Radiation Therapy for Breast Cancer
How Does the Therapist Know I Am in the Correct Position?
The radiation therapist takes an X-ray called a "port film" on your first day of treatment and every week thereafter. Port films verify that you are being accurately positioned during your treatments.
Port films don't show how your cancer is responding.
Why Are There Marks on My Skin for External Beam Radiation?
Small marks that look like freckles are tattooed on your skin along the treatment area. They provide a permanent outline of your treatment area. Do not try to wash these marks off or retouch them if they fade. The therapist will re-mark the treatment area when needed.
How Should I Eat During a Course of Radiation?
Good nutrition is important to help you recover from the side effects of radiation. Eating well gives you energy for activities you enjoy and helps your body heal and fight off infection.
Most importantly, nutritious meals can give you a sense of well-being.
Since eating when you don't feel well can be hard, a dietitian can help you find ways to get the nutrients you need during treatment.
What Side Effects Can I Expect With External Beam Radiation?

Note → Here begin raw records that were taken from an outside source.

//! Recursive-descent parser for condition expressions.
//!
//! Precedence, lowest first: `||`, `&&`, comparisons, `+ -`, `* / %`,
//! unary `! -`, then postfix `.field`, `[index]` and calls.

use super::lexer::{tokenize, Spanned, Token};
use crate::errors::ExpressionError;
use crate::value::Value;
use std::fmt;

/// Unary operators.
#[derive(Debug, Clone, Copy, PartialEq, Eq)]
pub enum UnaryOp {
    /// `!`
    Not,
    /// `-`
    Neg,
}

/// Binary operators.
#[derive(Debug, Clone, Copy, PartialEq, Eq)]
pub enum BinaryOp {
    /// `||`
    Or,
    /// `&&`
    And,
    /// `==`
    Eq,
    /// `!=`
    Ne,
    /// `<`
    Lt,
    /// `>`
    Gt,
    /// `<=`
    Le,
    /// `>=`
    Ge,
    /// `+`
    Add,
    /// `-`
    Sub,
    /// `*`
    Mul,
    /// `/`
    Div,
    /// `%`
    Rem,
}

impl fmt::Display for BinaryOp {
    fn fmt(&self, f: &mut fmt::Formatter<'_>) -> fmt::Result {
        let s = match self {
            Self::Or => "||",
            Self::And => "&&",
            Self::Eq => "==",
            Self::Ne => "!=",
            Self::Lt => "<",
            Self::Gt => ">",
            Self::Le => "<=",
            Self::Ge => ">=",
            Self::Add => "+",
            Self::Sub => "-",
            Self::Mul => "*",
            Self::Div => "/",
            Self::Rem => "%",
        };
        f.write_str(s)
    }
}

/// Expression tree.
#[derive(Debug, Clone, PartialEq)]
pub enum Expr {
    /// A literal value.
    Literal(Value),
    /// A name bound in the evaluation environment.
    Ident(String),
    /// `op expr`
    Unary(UnaryOp, Box<Expr>),
    /// `left op right`
    Binary(BinaryOp, Box<Expr>, Box<Expr>),
    /// `target.field`
    Select(Box<Expr>, String),
    /// `target[index]`
    Index(Box<Expr>, Box<Expr>),
    /// `name(args...)`
    Call(String, Vec<Expr>),
}

/// Deepest expression tree the parser builds. Evaluation recurses over the
/// tree, so the bound keeps it within the stack.
pub const MAX_DEPTH: usize = 128;

/// Parses expression text into a tree.
///
/// Trees nested deeper than [`MAX_DEPTH`] are rejected as syntax errors.
pub fn parse(src: &str) -> Result<Expr, ExpressionError> {
    let tokens = tokenize(src)?;
    let mut parser = Parser {
        tokens,
        pos: 0,
        depth: 0,
    };
    let expr = parser.or_expr()?;
    parser.expect(&Token::Eof)?;
    Ok(expr)
}

struct Parser {
    tokens: Vec<Spanned>,
    pos: usize,
    depth: usize,
}

impl Parser {
    fn peek(&self) -> &Token {
        self.tokens
            .get(self.pos)
            .map_or(&Token::Eof, |s| &s.token)
    }

    fn offset(&self) -> usize {
        self.tokens
            .get(self.pos)
            .or_else(|| self.tokens.last())
            .map_or(0, |s| s.offset)
    }

    fn advance(&mut self) -> Token {
        let token = self.peek().clone();
        if self.pos < self.tokens.len() {
            self.pos += 1;
        }
        token
    }

    fn eat(&mut self, token: &Token) -> bool {
        if self.peek() == token {
            self.pos += 1;
            true
        } else {
            false
        }
    }

    fn expect(&mut self, token: &Token) -> Result<(), ExpressionError> {
        if self.eat(token) {
            Ok(())
        } else {
            Err(self.unexpected(&format!("expected {}", token.describe())))
        }
    }

    fn unexpected(&self, context: &str) -> ExpressionError {
        ExpressionError::syntax(
            self.offset(),
            format!("{context}, found {}", self.peek().describe()),
        )
    }

    fn descend(&mut self) -> Result<(), ExpressionError> {
        if self.depth >= MAX_DEPTH {
            return Err(ExpressionError::syntax(
                self.offset(),
                "expression nested too deeply",
            ));
        }
        self.depth += 1;
        Ok(())
    }

    fn nested<T>(
        &mut self,
        f: impl FnOnce(&mut Self) -> Result<T, ExpressionError>,
    ) -> Result<T, ExpressionError> {
        self.descend()?;
        let result = f(self);
        self.depth -= 1;
        result
    }

    fn binary_level(
        &mut self,
        next: fn(&mut Self) -> Result<Expr, ExpressionError>,
        op_of: fn(&Token) -> Option<BinaryOp>,
    ) -> Result<Expr, ExpressionError> {
        let start = self.depth;
        let mut left = next(self)?;
        while let Some(op) = op_of(self.peek()) {
            // each operator of a left-associative chain adds a tree level
            self.descend()?;
            self.pos += 1;
            let right = next(self)?;
            left = Expr::Binary(op, Box::new(left), Box::new(right));
        }
        self.depth = start;
        Ok(left)
    }

    fn or_expr(&mut self) -> Result<Expr, ExpressionError> {
        self.binary_level(Self::and_expr, |t| (*t == Token::OrOr).then_some(BinaryOp::Or))
    }

    fn and_expr(&mut self) -> Result<Expr, ExpressionError> {
        self.binary_level(Self::comparison, |t| (*t == Token::AndAnd).then_some(BinaryOp::And))
    }

    fn comparison(&mut self) -> Result<Expr, ExpressionError> {
        self.binary_level(Self::additive, |t| match t {
            Token::EqEq => Some(BinaryOp::Eq),
            Token::NotEq => Some(BinaryOp::Ne),
            Token::Lt => Some(BinaryOp::Lt),
            Token::Gt => Some(BinaryOp::Gt),
            Token::Le => Some(BinaryOp::Le),
            Token::Ge => Some(BinaryOp::Ge),
            _ => None,
        })
    }

    fn additive(&mut self) -> Result<Expr, ExpressionError> {
        self.binary_level(Self::multiplicative, |t| match t {
            Token::Plus => Some(BinaryOp::Add),
            Token::Minus => Some(BinaryOp::Sub),
            _ => None,
        })
    }

    fn multiplicative(&mut self) -> Result<Expr, ExpressionError> {
        self.binary_level(Self::unary, |t| match t {
            Token::Star => Some(BinaryOp::Mul),
            Token::Slash => Some(BinaryOp::Div),
            Token::Percent => Some(BinaryOp::Rem),
            _ => None,
        })
    }

    fn unary(&mut self) -> Result<Expr, ExpressionError> {
        if self.eat(&Token::Bang) {
            let inner = self.nested(Self::unary)?;
            return Ok(Expr::Unary(UnaryOp::Not, Box::new(inner)));
        }
        if self.eat(&Token::Minus) {
            let inner = self.nested(Self::unary)?;
            return Ok(Expr::Unary(UnaryOp::Neg, Box::new(inner)));
        }
        self.postfix()
    }

    fn postfix(&mut self) -> Result<Expr, ExpressionError> {
        let mut expr = self.primary()?;
        loop {
            if self.eat(&Token::Dot) {
                match self.advance() {
                    Token::Ident(field) => expr = Expr::Select(Box::new(expr), field),
                    _ => {
                        self.pos -= 1;
                        return Err(self.unexpected("expected field name after '.'"));
                    }
                }
            } else if self.eat(&Token::LBracket) {
                let index = self.nested(Self::or_expr)?;
                self.expect(&Token::RBracket)?;
                expr = Expr::Index(Box::new(expr), Box::new(index));
            } else if *self.peek() == Token::LParen {
                let Expr::Ident(name) = expr else {
                    return Err(self.unexpected("only named functions can be called"));
                };
                self.pos += 1;
                let args = self.nested(Self::arguments)?;
                expr = Expr::Call(name, args);
            } else {
                return Ok(expr);
            }
        }
    }

    fn arguments(&mut self) -> Result<Vec<Expr>, ExpressionError> {
        let mut args = Vec::new();
        if self.eat(&Token::RParen) {
            return Ok(args);
        }
        loop {
            args.push(self.or_expr()?);
            if self.eat(&Token::RParen) {
                return Ok(args);
            }
            self.expect(&Token::Comma)?;
        }
    }

    fn primary(&mut self) -> Result<Expr, ExpressionError> {
        match self.advance() {
            Token::Int(i) => Ok(Expr::Literal(Value::Int(i))),
            Token::Float(f) => Ok(Expr::Literal(Value::Float(f))),
            Token::Str(s) => Ok(Expr::Literal(Value::String(s))),
            Token::Ident(name) => Ok(match name.as_str() {
                "true" => Expr::Literal(Value::Bool(true)),
                "false" => Expr::Literal(Value::Bool(false)),
                "nil" | "null" | "undefined" => Expr::Literal(Value::Null),
                _ => Expr::Ident(name),
            }),
            Token::LParen => {
                let inner = self.nested(Self::or_expr)?;
                self.expect(&Token::RParen)?;
                Ok(inner)
            }
            _ => {
                self.pos -= 1;
                Err(self.unexpected("expected a value"))
            }
        }
    }
}
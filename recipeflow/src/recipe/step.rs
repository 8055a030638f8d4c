//! Step definitions.

use crate::value::Value;
use indexmap::IndexMap;
use serde::{Deserialize, Serialize};

/// The step type that runs a nested step map once per element.
pub const ITERATOR_TYPE: &str = "iterator";

/// Steps keyed by ID, in declaration order.
pub type StepMap = IndexMap<String, Step>;

/// A single configured unit of work in a recipe.
#[derive(Debug, Clone, Default, PartialEq, Serialize, Deserialize)]
pub struct Step {
    /// Component type (`iterator` for iterator steps).
    #[serde(rename = "type")]
    pub step_type: String,
    /// Task of the component to run.
    #[serde(default, skip_serializing_if = "String::is_empty")]
    pub task: String,
    /// Input template. For iterators, a template string yielding a sequence.
    #[serde(default, skip_serializing_if = "Value::is_null")]
    pub input: Value,
    /// Condition template; the step is skipped when it evaluates to false.
    #[serde(default, skip_serializing_if = "Option::is_none")]
    pub condition: Option<String>,
    /// Setup template shared by the batch.
    #[serde(default, skip_serializing_if = "Value::is_null")]
    pub setup: Value,
    /// Free-form metadata, ignored by execution.
    #[serde(default, skip_serializing_if = "Option::is_none")]
    pub metadata: Option<Value>,

    /// Nested steps of an iterator.
    #[serde(default, rename = "component", skip_serializing_if = "IndexMap::is_empty")]
    pub steps: StepMap,
    /// Iterator range, `[start, stop, step]` or `{start, stop, step}`.
    #[serde(default, skip_serializing_if = "Option::is_none")]
    pub range: Option<Value>,
    /// Name the iteration index is bound to.
    #[serde(default, skip_serializing_if = "Option::is_none")]
    pub index: Option<String>,
    /// Iterator outputs: key to per-iteration template.
    #[serde(
        default,
        rename = "output-elements",
        alias = "outputElements",
        skip_serializing_if = "IndexMap::is_empty"
    )]
    pub output_elements: IndexMap<String, String>,
}

impl Step {
    /// Creates a regular step.
    #[must_use]
    pub fn new(step_type: impl Into<String>, task: impl Into<String>) -> Self {
        Self {
            step_type: step_type.into(),
            task: task.into(),
            ..Self::default()
        }
    }

    /// Creates an iterator step over a sequence template.
    #[must_use]
    pub fn iterator(input: impl Into<String>) -> Self {
        Self {
            step_type: ITERATOR_TYPE.to_string(),
            input: Value::String(input.into()),
            ..Self::default()
        }
    }

    /// Creates an iterator step over a range.
    #[must_use]
    pub fn iterator_range(range: Value) -> Self {
        Self {
            step_type: ITERATOR_TYPE.to_string(),
            range: Some(range),
            ..Self::default()
        }
    }

    /// Sets the input template.
    #[must_use]
    pub fn with_input(mut self, input: Value) -> Self {
        self.input = input;
        self
    }

    /// Sets the condition.
    #[must_use]
    pub fn with_condition(mut self, condition: impl Into<String>) -> Self {
        self.condition = Some(condition.into());
        self
    }

    /// Sets the setup template.
    #[must_use]
    pub fn with_setup(mut self, setup: Value) -> Self {
        self.setup = setup;
        self
    }

    /// Adds a nested step (iterators only).
    #[must_use]
    pub fn with_nested_step(mut self, id: impl Into<String>, step: Self) -> Self {
        self.steps.insert(id.into(), step);
        self
    }

    /// Sets the iteration index name.
    #[must_use]
    pub fn with_index(mut self, index: impl Into<String>) -> Self {
        self.index = Some(index.into());
        self
    }

    /// Adds an output element (iterators only).
    #[must_use]
    pub fn with_output_element(mut self, key: impl Into<String>, template: impl Into<String>) -> Self {
        self.output_elements.insert(key.into(), template.into());
        self
    }

    /// Returns true for iterator steps.
    #[must_use]
    pub fn is_iterator(&self) -> bool {
        self.step_type == ITERATOR_TYPE
    }

    /// Returns the condition if it is set and not blank.
    #[must_use]
    pub fn condition(&self) -> Option<&str> {
        self.condition.as_deref().filter(|c| !c.trim().is_empty())
    }

    /// Returns the iterator input template, if the iterator iterates over one.
    #[must_use]
    pub fn iterator_input(&self) -> Option<&str> {
        self.input.as_str().filter(|s| !s.is_empty())
    }
}
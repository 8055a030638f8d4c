//! Component execution: jobs, dispatch, validation and usage accounting.
//!
//! A step's batch runs as one [`Execution`] call over one [`Job`] per
//! started row. [`ExecutionWrapper`] validates inputs and outputs against
//! the task's JSON Schemas and brackets the batch with a single usage
//! `check` and `collect`. Failures of a single job go to that job's error
//! sink and never affect its siblings.

mod executor;
mod job;
mod schema;
mod usage;
mod wrapper;

pub use executor::{execute_concurrent, execute_sequential, Execution, JobExecution, JobHandler};
pub use job::{ErrorHandler, InputReader, Job, JobCell, OutputWriter};
pub use schema::CompiledSchema;
pub use usage::{noop_usage_handler, NoopUsageHandler, UsageHandler};
pub use wrapper::ExecutionWrapper;
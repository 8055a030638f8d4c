//! Log subscriber installation.

use crate::config::LogConfig;
use tracing_subscriber::{fmt, EnvFilter};

/// Installs a global fmt subscriber.
///
/// `RUST_LOG` wins over the configured level. Returns false when a global
/// subscriber was already installed, which is not an error.
pub fn init_tracing(config: &LogConfig) -> bool {
    let filter = EnvFilter::try_from_default_env()
        .or_else(|_| EnvFilter::try_new(&config.level))
        .unwrap_or_else(|_| EnvFilter::new("info"));

    let builder = fmt().with_env_filter(filter).with_target(true);
    let installed = if config.json {
        builder.json().try_init()
    } else {
        builder.try_init()
    };
    installed.is_ok()
}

Radiation passes through your skin. It can become red, swollen, warm, and sensitive -- as if you had a sunburn. It may peel or become moist and tender. Depending on the dose, you may lose hair or sweat less where you've been treated with radiation.
These skin reactions are common and temporary. They will usually go away gradually in 4 to 6 weeks after your last treatment. If you see skin changes outside the treated area, tell your doctor or nurse.
Long-term side effects can last beyond a year after treatment. They may include a slight darkening of the skin, enlarged pores on the breast, more or less sensitive skin, a thickening of breast tissue or skin, and a change in the size of the breast.
A rare complication of radiation is developing a new cancer or tumor where the radiation is given. Talk to your doctor about this risk.